YOUR GOAL =>
A faithful, complete transcription of the listing is required.
• • • • • • •
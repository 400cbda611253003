use super::Tick;

/// Reveals a string one character per tick.
#[derive(Debug, Clone)]
pub struct Typewriter {
    target: String,
    total: usize,
    revealed: usize,
}

impl Typewriter {
    pub fn new(target: impl Into<String>) -> Self {
        let target = target.into();
        let total = target.chars().count();
        Self {
            target,
            total,
            revealed: 0,
        }
    }

    pub fn target(&self) -> &str {
        &self.target
    }

    pub fn revealed(&self) -> usize {
        self.revealed
    }

    pub fn is_done(&self) -> bool {
        self.revealed >= self.total
    }

    /// Reveal one more character. Reports [`Tick::Done`] on the tick that
    /// shows the last character and on every tick after it.
    pub fn tick(&mut self) -> Tick {
        if self.revealed < self.total {
            self.revealed += 1;
        }
        if self.is_done() {
            Tick::Done
        } else {
            Tick::Running
        }
    }

    /// The visible prefix.
    pub fn text(&self) -> &str {
        match self.target.char_indices().nth(self.revealed) {
            Some((end, _)) => &self.target[..end],
            None => &self.target,
        }
    }
}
• • • • • • •
OUTPUT OF THE EXERCISE =>
repository 400cbda611253003
use super::Tick;

/// Reveals a string one character per tick.
#[derive(Debug, Clone)]
pub struct Typewriter {
    target: String,
    total: usize,
    revealed: usize,
}

impl Typewriter {
    pub fn new(target: impl Into<String>) -> Self {
        let target = target.into();
        let total = target.chars().count();
        Self {
            target,
            total,
            revealed: 0,
        }
    }

    pub fn target(&self) -> &str {
        &self.target
    }

    pub fn revealed(&self) -> usize {
        self.revealed
    }

    pub fn is_done(&self) -> bool {
        self.revealed >= self.total
    }

    /// Reveal one more character. Reports [`Tick::Done`] on the tick that
    /// shows the last character and on every tick after it.
    pub fn tick(&mut self) -> Tick {
        if self.revealed < self.total {
            self.revealed += 1;
        }
        if self.is_done() {
            Tick::Done
        } else {
            Tick::Running
        }
    }

    /// The visible prefix.
    pub fn text(&self) -> &str {
        match self.target.char_indices().nth(self.revealed) {
            Some((end, _)) => &self.target[..end],
            None => &self.target,
        }
    }
}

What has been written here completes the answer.